The final guest post for National Carers Week is written by my wonderful sister.
I am Fat Sister, Touretteshero’s only sibling and King Russell’s long-suffering wife.
I can’t remember Touretteshero ever expressing an opinion on biscuits as a child. Most of her tics then were physical and a fair number were directed at me, including elbow-biting, hair-pulling, and one particular incident involving a banana being squashed into my face. I can remember being annoyed by these invasions of my personal space, but I don’t really remember being angry with her. I mostly just accepted this as normal sibling behaviour – though this may be seeing things through the rose-tinted glasses of hindsight.

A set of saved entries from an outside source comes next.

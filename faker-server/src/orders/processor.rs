//! 单据处理流程
//!
//! 分类 → 解析菜品 → 档口路由 → 写入下游订单库。
//!
//! 结果分三种:
//! - `Ok(Processed)` 已写入下游
//! - `Ok(Skipped | SoftFailure)` 不需要或无法处理，重试也不会改变结果
//! - `Err(_)` 下游失败，由调用方放入重试队列

use serde_json::json;
use std::collections::BTreeSet;
use std::sync::Arc;
use tracing::{info, instrument, warn};

use super::classifier::{
    Classification, DocumentKind, classify, extract_return_reason, extract_station_label,
    extract_table_number,
};
use super::customer::parse_customer_dishes;
use super::kitchen::parse_kitchen_dishes;
use super::station::{Station, StationRouter};
use super::Dish;
use crate::downstream::{
    DEFAULT_PREP_TIME_MINUTES, DEFAULT_URGENCY, DishRow, DownstreamError, NewOrder, OrderStore,
    RETURNABLE_STATUSES, STATUS_PENDING, STATUS_RETURNED,
};
use crate::events::{self, EventSink};
use crate::receipt::Receipt;

pub const ORDER_TYPE_DINE_IN: &str = "dine_in";
pub const ORDER_SOURCE: &str = "printer_api";

pub const SKIP_EMPTY: &str = "empty receipt";
pub const SKIP_PRE_CHECKOUT: &str = "pre-checkout bill";
pub const SKIP_CHECKOUT: &str = "checkout bill";
pub const SOFT_STATION_NOT_FOUND: &str = "station not found";
pub const SOFT_NO_DISHES: &str = "no dishes";
pub const SOFT_NOT_CONFIGURED: &str = "downstream not configured";

/// 成功写入下游的摘要
#[derive(Debug, Clone, PartialEq, Eq)]
pub struct ProcessReport {
    pub kind: DocumentKind,
    pub table_no: String,
    /// 客单的下游订单 ID
    pub order_id: Option<String>,
    /// 分单上的档口
    pub station: Option<Station>,
    pub dish_count: usize,
    /// 退菜: 找到并标记的原菜数
    pub returns_matched: usize,
    /// 退菜: 找不到原菜，以负数量记录的条数
    pub returns_orphaned: usize,
}

impl ProcessReport {
    fn new(kind: DocumentKind, table_no: &str) -> Self {
        Self {
            kind,
            table_no: table_no.to_string(),
            order_id: None,
            station: None,
            dish_count: 0,
            returns_matched: 0,
            returns_orphaned: 0,
        }
    }
}

/// 已完成的下游写入
///
/// 重试时随单据一起带回，跳过已经成功的步骤，避免重复写入。
#[derive(Debug, Clone, Default, PartialEq, Eq)]
pub struct DeliveryProgress {
    /// 已创建的客单订单 ID
    pub order_id: Option<String>,
    /// 正常菜品已写入
    pub dishes_inserted: bool,
    /// 已处理的退菜 (按退菜列表下标)
    pub returns_done: BTreeSet<usize>,
    pub returns_matched: usize,
    pub returns_orphaned: usize,
}

#[derive(Debug, Clone, PartialEq, Eq)]
pub enum ProcessOutcome {
    Processed(ProcessReport),
    Skipped(&'static str),
    SoftFailure(&'static str),
}

impl ProcessOutcome {
    pub fn is_processed(&self) -> bool {
        matches!(self, ProcessOutcome::Processed(_))
    }
}

pub struct OrderProcessor {
    store: Option<Arc<dyn OrderStore>>,
    events: Arc<dyn EventSink>,
    router: StationRouter,
    restaurant_id: String,
}

impl OrderProcessor {
    pub fn new(
        store: Option<Arc<dyn OrderStore>>,
        events: Arc<dyn EventSink>,
        restaurant_id: impl Into<String>,
    ) -> Self {
        Self {
            store,
            events,
            router: StationRouter::new(),
            restaurant_id: restaurant_id.into(),
        }
    }

    pub fn is_configured(&self) -> bool {
        self.store.is_some()
    }

    #[instrument(skip_all, fields(receipt_no = %receipt.display_no()))]
    pub async fn process(
        &self,
        receipt: &Receipt,
        progress: &mut DeliveryProgress,
    ) -> Result<ProcessOutcome, DownstreamError> {
        let text = receipt.plain_text.as_str();
        let table_no = receipt
            .hints
            .table
            .clone()
            .filter(|t| !t.trim().is_empty())
            .unwrap_or_else(|| extract_table_number(text));

        self.events.log_event(
            events::ORDER_RECEIVED,
            json!({ "receipt_no": receipt.receipt_no, "table_no": table_no }),
        );

        match classify(text, receipt.hints.declared_type.as_deref()) {
            Classification::Empty => {
                info!("Empty receipt, skipping");
                Ok(ProcessOutcome::Skipped(SKIP_EMPTY))
            }
            Classification::PreCheckout => {
                info!(table_no = %table_no, "Pre-checkout bill, skipping");
                Ok(ProcessOutcome::Skipped(SKIP_PRE_CHECKOUT))
            }
            Classification::Checkout => {
                info!(table_no = %table_no, "Checkout bill, skipping");
                self.events.log_event(
                    events::ORDER_CHECKOUT,
                    json!({ "receipt_no": receipt.receipt_no, "table_no": table_no }),
                );
                Ok(ProcessOutcome::Skipped(SKIP_CHECKOUT))
            }
            Classification::Document(DocumentKind::KitchenSlip) => {
                self.process_kitchen_slip(receipt, &table_no, progress).await
            }
            Classification::Document(DocumentKind::ReturnSlip) => {
                self.process_return_slip(receipt, &table_no, progress).await
            }
            Classification::Document(DocumentKind::CustomerOrder) => {
                self.process_customer_order(receipt, &table_no, progress).await
            }
        }
    }

    fn dish_row(
        &self,
        receipt: &Receipt,
        table_no: &str,
        dish: &Dish,
        status: &str,
    ) -> DishRow {
        DishRow {
            order_id: None,
            restaurant_id: self.restaurant_id.clone(),
            receipt_no: receipt.receipt_no.clone(),
            name: dish.name.clone(),
            quantity: dish.quantity,
            station_id: dish.station_id.clone(),
            table_no: table_no.to_string(),
            status: status.to_string(),
            prep_time_minutes: DEFAULT_PREP_TIME_MINUTES,
            urgency_level: DEFAULT_URGENCY.to_string(),
        }
    }

    /// 按档口和凉菜覆盖规则设置每道菜的档口 ID
    fn route(&self, station: Option<Station>, dishes: &mut [Dish]) {
        let Some(station) = station else {
            return;
        };
        for dish in dishes {
            dish.station_id = Some(self.router.station_for_dish(station, &dish.name).id().to_string());
        }
    }

    async fn process_kitchen_slip(
        &self,
        receipt: &Receipt,
        table_no: &str,
        progress: &mut DeliveryProgress,
    ) -> Result<ProcessOutcome, DownstreamError> {
        let label = extract_station_label(&receipt.plain_text);
        let Some(station) = label.as_deref().and_then(|l| self.router.resolve(l)) else {
            warn!(station = ?label, "No station found for kitchen slip");
            return Ok(ProcessOutcome::SoftFailure(SOFT_STATION_NOT_FOUND));
        };

        let mut dishes = parse_kitchen_dishes(&receipt.plain_text);
        if dishes.is_empty() {
            warn!(station = %station, "No dishes found in kitchen slip");
            return Ok(ProcessOutcome::SoftFailure(SOFT_NO_DISHES));
        }

        let Some(store) = &self.store else {
            return Ok(ProcessOutcome::SoftFailure(SOFT_NOT_CONFIGURED));
        };

        self.route(Some(station), &mut dishes);
        let (returned, ordered): (Vec<Dish>, Vec<Dish>) =
            dishes.into_iter().partition(|d| d.returned);

        let mut report = ProcessReport::new(DocumentKind::KitchenSlip, table_no);
        report.station = Some(station);
        report.dish_count = ordered.len() + returned.len();

        if !progress.dishes_inserted {
            let rows: Vec<DishRow> = ordered
                .iter()
                .map(|d| self.dish_row(receipt, table_no, d, STATUS_PENDING))
                .collect();
            store.insert_dishes(rows).await?;
            progress.dishes_inserted = true;
        }

        // 分单上带 (退) 前缀的菜按退菜处理
        if !returned.is_empty() {
            self.apply_returns(store.as_ref(), receipt, table_no, &returned, progress)
                .await?;
        }
        report.returns_matched = progress.returns_matched;
        report.returns_orphaned = progress.returns_orphaned;

        info!(
            station = %station,
            table_no = %table_no,
            dish_count = report.dish_count,
            "Kitchen slip processed"
        );
        self.events.log_event(
            events::KITCHEN_SLIP_PROCESSED,
            json!({
                "station": station.label(),
                "station_id": station.id(),
                "dish_count": report.dish_count,
                "table_no": table_no,
                "receipt_no": receipt.receipt_no,
            }),
        );
        Ok(ProcessOutcome::Processed(report))
    }

    async fn process_customer_order(
        &self,
        receipt: &Receipt,
        table_no: &str,
        progress: &mut DeliveryProgress,
    ) -> Result<ProcessOutcome, DownstreamError> {
        let Some(store) = &self.store else {
            return Ok(ProcessOutcome::SoftFailure(SOFT_NOT_CONFIGURED));
        };

        let order_id = match progress.order_id.clone() {
            Some(order_id) => order_id,
            None => {
                let order_id = store.insert_order(self.new_order(receipt, table_no)).await?;
                progress.order_id = Some(order_id.clone());
                order_id
            }
        };

        // 客单不分档口，由厨房决定
        let dishes = parse_customer_dishes(&receipt.plain_text);
        if !progress.dishes_inserted {
            let rows: Vec<DishRow> = dishes
                .iter()
                .map(|d| DishRow {
                    order_id: Some(order_id.clone()),
                    ..self.dish_row(receipt, table_no, d, STATUS_PENDING)
                })
                .collect();
            store.insert_dishes(rows).await?;
            progress.dishes_inserted = true;
        }

        info!(order_id = %order_id, table_no = %table_no, dish_count = dishes.len(), "Customer order processed");
        self.events.log_event(
            events::ORDER_PROCESSED,
            json!({
                "order_id": order_id,
                "receipt_no": receipt.receipt_no,
                "table_no": table_no,
                "dish_count": dishes.len(),
            }),
        );

        let mut report = ProcessReport::new(DocumentKind::CustomerOrder, table_no);
        report.order_id = Some(order_id);
        report.dish_count = dishes.len();
        Ok(ProcessOutcome::Processed(report))
    }

    async fn process_return_slip(
        &self,
        receipt: &Receipt,
        table_no: &str,
        progress: &mut DeliveryProgress,
    ) -> Result<ProcessOutcome, DownstreamError> {
        let reason = extract_return_reason(&receipt.plain_text);
        let mut dishes = parse_kitchen_dishes(&receipt.plain_text);
        if dishes.is_empty() {
            warn!(table_no = %table_no, "No dishes found in return slip");
            return Ok(ProcessOutcome::SoftFailure(SOFT_NO_DISHES));
        }

        let Some(store) = &self.store else {
            return Ok(ProcessOutcome::SoftFailure(SOFT_NOT_CONFIGURED));
        };

        // 退菜单上的菜品不一定都带 (退) 前缀；没有任何前缀时整单都是退菜
        if dishes.iter().any(|d| d.returned) {
            dishes.retain(|d| d.returned);
        } else {
            dishes.iter_mut().for_each(|d| d.returned = true);
        }

        let station = extract_station_label(&receipt.plain_text)
            .as_deref()
            .and_then(|l| self.router.resolve(l));
        self.route(station, &mut dishes);

        let mut report = ProcessReport::new(DocumentKind::ReturnSlip, table_no);
        report.station = station;
        report.dish_count = dishes.len();
        self.apply_returns(store.as_ref(), receipt, table_no, &dishes, progress)
            .await?;
        report.returns_matched = progress.returns_matched;
        report.returns_orphaned = progress.returns_orphaned;

        info!(
            table_no = %table_no,
            reason = ?reason,
            matched = report.returns_matched,
            orphaned = report.returns_orphaned,
            "Return slip processed"
        );
        self.events.log_event(
            events::RETURN_SLIP_PROCESSED,
            json!({
                "receipt_no": receipt.receipt_no,
                "table_no": table_no,
                "reason": reason,
                "dish_count": report.dish_count,
                "matched": report.returns_matched,
                "orphaned": report.returns_orphaned,
            }),
        );
        Ok(ProcessOutcome::Processed(report))
    }

    /// 标记原菜为退菜；找不到原菜时写入一条负数量的退菜记录
    ///
    /// `progress` 中已完成的退菜会被跳过。
    async fn apply_returns(
        &self,
        store: &dyn OrderStore,
        receipt: &Receipt,
        table_no: &str,
        dishes: &[Dish],
        progress: &mut DeliveryProgress,
    ) -> Result<(), DownstreamError> {
        let mut orphans = Vec::new();
        let mut orphan_indices = Vec::new();

        for (index, dish) in dishes.iter().enumerate() {
            if progress.returns_done.contains(&index) {
                continue;
            }
            match store
                .find_recent_dish(table_no, &dish.name, &RETURNABLE_STATUSES)
                .await?
            {
                Some(record) => {
                    store.update_dish_status(&record.id, STATUS_RETURNED).await?;
                    progress.returns_done.insert(index);
                    progress.returns_matched += 1;
                }
                None => {
                    warn!(dish = %dish.name, table_no = %table_no, "No matching dish for return, recording orphan");
                    let orphan = Dish {
                        quantity: -dish.quantity.abs(),
                        ..dish.clone()
                    };
                    orphans.push(self.dish_row(receipt, table_no, &orphan, STATUS_RETURNED));
                    orphan_indices.push(index);
                }
            }
        }

        if !orphans.is_empty() {
            store.insert_dishes(orphans).await?;
            progress.returns_orphaned += orphan_indices.len();
            progress.returns_done.extend(orphan_indices);
        }
        Ok(())
    }

    fn new_order(&self, receipt: &Receipt, table_no: &str) -> NewOrder {
        NewOrder {
            restaurant_id: self.restaurant_id.clone(),
            receipt_no: receipt.receipt_no.clone(),
            table_no: table_no.to_string(),
            order_type: ORDER_TYPE_DINE_IN.to_string(),
            status: STATUS_PENDING.to_string(),
            raw_data: json!({ "text": receipt.plain_text }),
            ordered_at: receipt.timestamp.clone(),
            source: ORDER_SOURCE.to_string(),
        }
    }
}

When Touretteshero told me as an adult she thought she had Tourettes and was going to see a neurologist I was slightly baffled as to why, because the elbow-biting and hair-pulling had stopped. But there were still challenges in spending time with someone who had a pathological disregard for the integrity of my hairstyle.
For me, the biggest challenge of being a carer has been accepting that I fall into that category at all. Over the last two years I’ve been known to say, “I’m not your carer, I’m your sister.” I guess that in the same way I didn’t initially understand why there needed to be a diagnosis for Touretteshero’s twitching and whistling, it’s taken me a long time to accept a label for the stuff I do for my sister.
I think its meaning only really hit home recently when I was faced with the prospect of having to move away for my job. What I do for Touretteshero is by no means crucial: I don’t help at work, I have a reputation for drinking while on duty, and on the only time I was called upon to help in the bathroom I almost fell over laughing.
But I think we both felt a sudden wave of panic at the thought that I wouldn’t be there to drag her to the pub, pop in for tea, or flop about on her sofa watching endless episodes of Poirot – some of the key things I excel at.
All of a sudden I had to think about explaining to other people why I’m so closely involved with Touretteshero and why I shouldn’t have to make this unwelcome move for work. I realised then the importance of having the right words.
I know Touretteshero feels similarly about explaining Tourettes to bewildered strangers. I still don’t really think of myself as her carer but I do realise that using this word is easier than providing a list of recent activities, with accompanying notes.
My favourite tic has to be “Squirrel” – the original.